What - I went to a Chinese restaurant for Christmas dinner? What happened? Did the neighbors hated hounds come bursting into our kitchen and eat the turkey for our Christmas dinner? Well, maybe in the movies but we decided this year that we wanted something different - and I also have wanted to go back and try Best Buffet since they reopened several years ago and I was not happy. So this sounds like a big risk for such an important holiday dinner but it was just the two of us and based on some customer reviews that I have read since, we decided to try this.
Best Buffet in Huntington, New York is located where East Buffet was a number of years ago. East was one of the top Chinese buffets on Long Island. A fire put them out of business and the building remained empty for a while until the letters were changed just a bit on the front and East became Best. Everyone had high hopes for Best because we all liked East so much. I am not sure why we would think that a new restaurant with new owners would be anything like the former restaurant, but going there a few years back I had great anticipation. And, in fact, the new restaurant looked exactly the same inside and was serving almost a carbon copy of the menu from when it was East. What did not carry over - at that time - was the quality and the attention to keeping the food hot in the serving trays. My complaint at that time was that almost all of the food was cold - and at a buffet this is not good, or safe.
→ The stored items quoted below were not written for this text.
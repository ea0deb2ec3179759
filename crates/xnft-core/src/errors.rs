//! Error taxonomy for the xNFT SDK.
//!
//! Three families share one enum:
//! - structural errors raised locally before anything reaches the network
//!   (`InvalidSeed`, `MissingSigner`, `UnsupportedForKind`)
//! - protocol rejections raised by the ledger program and translated from its
//!   error codes (`Protocol`, `UnknownProtocolError`)
//! - collaborator failures (`MetadataFetchFailed`, `Rpc`, `Decode`, ...)

use thiserror::Error;

use crate::model::Kind;

pub type XnftResult<T> = Result<T, XnftError>;

#[derive(Debug, Error)]
pub enum XnftError {
    #[error("invalid seed: {seed:?} is {len} bytes, the maximum is {max}")]
    InvalidSeed { seed: String, len: usize, max: usize },

    #[error("a signer is required for {operation}")]
    MissingSigner { operation: &'static str },

    #[error("{operation} is not supported for {kind:?} xNFTs")]
    UnsupportedForKind { operation: &'static str, kind: Kind },

    #[error("protocol rejected the transaction: {0}")]
    Protocol(ProtocolError),

    #[error("unknown protocol error {code}: {message}")]
    UnknownProtocolError { code: u32, message: String },

    #[error("metadata fetch failed for {uri}: {reason}")]
    MetadataFetchFailed { uri: String, reason: String },

    #[error("account not found: {0}")]
    AccountNotFound(String),

    #[error("decode error: {0}")]
    Decode(String),

    #[error("rpc error: {0}")]
    Rpc(String),

    #[error("invalid argument: {0}")]
    InvalidArgument(String),

    #[error("configuration error: {0}")]
    Config(String),

    #[error("serialization error: {0}")]
    Serialization(String),
}

impl XnftError {
    pub fn invalid_argument(msg: impl Into<String>) -> Self {
        Self::InvalidArgument(msg.into())
    }

    pub fn decode(msg: impl Into<String>) -> Self {
        Self::Decode(msg.into())
    }

    pub fn rpc(msg: impl Into<String>) -> Self {
        Self::Rpc(msg.into())
    }

    pub fn config(msg: impl Into<String>) -> Self {
        Self::Config(msg.into())
    }

    pub fn serialization(msg: impl Into<String>) -> Self {
        Self::Serialization(msg.into())
    }

    pub fn metadata_fetch(uri: impl Into<String>, reason: impl ToString) -> Self {
        Self::MetadataFetchFailed {
            uri: uri.into(),
            reason: reason.to_string(),
        }
    }

    /// True for errors raised before any network call was made.
    pub fn is_structural(&self) -> bool {
        matches!(
            self,
            Self::InvalidSeed { .. } | Self::MissingSigner { .. } | Self::UnsupportedForKind { .. }
        )
    }

    /// The protocol rejection, if this error is one.
    pub fn protocol(&self) -> Option<ProtocolError> {
        match self {
            Self::Protocol(p) => Some(*p),
            _ => None,
        }
    }
}

/// Rule rejections defined by the xNFT program.
///
/// Codes start at 6000 and follow declaration order; the mapping itself lives
/// in the client's error table.
#[derive(Debug, Error, Clone, Copy, PartialEq, Eq, Hash)]
pub enum ProtocolError {
    #[error("You cannot create a review for an xNFT that you currently own or published")]
    CannotReviewOwned,
    #[error("A collection pubkey was provided without the collection Kind variant")]
    CollectionWithoutKind,
    #[error("There is already a verified curator assigned")]
    CuratorAlreadySet,
    #[error("The expected curator authority did not match expected")]
    CuratorAuthorityMismatch,
    #[error("The provided curator account did not match the one assigned")]
    CuratorMismatch,
    #[error("The provided xNFT install authority did not match")]
    InstallAuthorityMismatch,
    #[error("The max supply has been reached for the xNFT")]
    InstallExceedsSupply,
    #[error("The asserted authority/owner did not match that of the Install account")]
    InstallOwnerMismatch,
    #[error("The metadata of the xNFT is marked as immutable")]
    MetadataIsImmutable,
    #[error("The xNFT must be of `Kind::App` for this operation")]
    MustBeApp,
    #[error("The rating for a review must be between 0 and 5")]
    RatingOutOfBounds,
    #[error("The installation provided for the review does not match the xNFT")]
    ReviewInstallMismatch,
    #[error("Updated supply is less than the original supply set on creation")]
    SupplyReduction,
    #[error("Attempting to install a currently suspended xNFT")]
    SuspendedInstallation,
    #[error("The access account provided is not associated with the wallet")]
    UnauthorizedInstall,
    #[error("The signer did not match the update authority of the metadata account or the owner")]
    UpdateAuthorityMismatch,
    #[error("The signing authority for the xNFT update did not match the review authority")]
    UpdateReviewAuthorityMismatch,
    #[error("The metadata URI provided exceeds the maximum length")]
    UriExceedsMaxLength,
    #[error("An unknown or unprovided creator was included in the list")]
    UnknownCreator,
    #[error("The account being initialized is already in use")]
    AccountAlreadyExists,
}

#[cfg(test)]
mod tests {
    use super::*;

    #[test]
    fn structural_classification() {
        assert!(XnftError::MissingSigner { operation: "install" }.is_structural());
        assert!(XnftError::UnsupportedForKind {
            operation: "transfer",
            kind: Kind::Collectible
        }
        .is_structural());
        assert!(!XnftError::Protocol(ProtocolError::MustBeApp).is_structural());
        assert!(!XnftError::rpc("down").is_structural());
    }

    #[test]
    fn protocol_accessor() {
        let e = XnftError::Protocol(ProtocolError::RatingOutOfBounds);
        assert_eq!(e.protocol(), Some(ProtocolError::RatingOutOfBounds));
        assert_eq!(XnftError::decode("x").protocol(), None);
    }

    #[test]
    fn display_includes_details() {
        let e = XnftError::InvalidSeed {
            seed: "a".repeat(33),
            len: 33,
            max: 32,
        };
        assert!(e.to_string().contains("33 bytes"));

        let e = XnftError::UnknownProtocolError {
            code: 9999,
            message: "boom".into(),
        };
        assert_eq!(e.to_string(), "unknown protocol error 9999: boom");
    }
}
So, a few years have passed and we are not just trying this on an ordinary week or weekend night - we are going on Christmas! Here is what I figured - if this restaurant cannot put the food out hot and keep it hot for a crowded holiday meal then there really is something wrong.
Let me tell you about our Christmas dinner and you will see how it was as we go along. The dinner menu that is featured on Christmas Eve dinner and Christmas Day all day is special for the holiday with a number of items not ordinarily on the buffet - but the regular buffet offerings were there as well. For the most part this is not an "American Chinese" restaurant. It features a number of authentic Chinese dishes and for this reason there are many Chinese families eating here. There are dishes that I have never seen anyplace else and there are dishes that I have heard about served in Chinatown - and in China.
Soup is an important part of authentic Chinese meals and here for this special dinner there were eight soups. There were six hot soups and two dessert (cold soups). Aside from the usual wonton and hot and sour soups, there was lobster bisque with large pieces of lobster meat, seafood bisque, a ham and melon soup, a "silky" soup with ginsing, and then the two dessert soups one of which was tapioca soup (both sweet soups). I tried the lobster bisque. It was very good! I also later during the meal tried the ham and melon soup. It was slightly sweet, had a mild taste of ham and melon. The ham was boiled down to shreds and the melon was cooked down to fibers. The taste was familiar and I had winter melon soup in San Francisco many, many years ago - and that may have been the taste that was coming into my memory.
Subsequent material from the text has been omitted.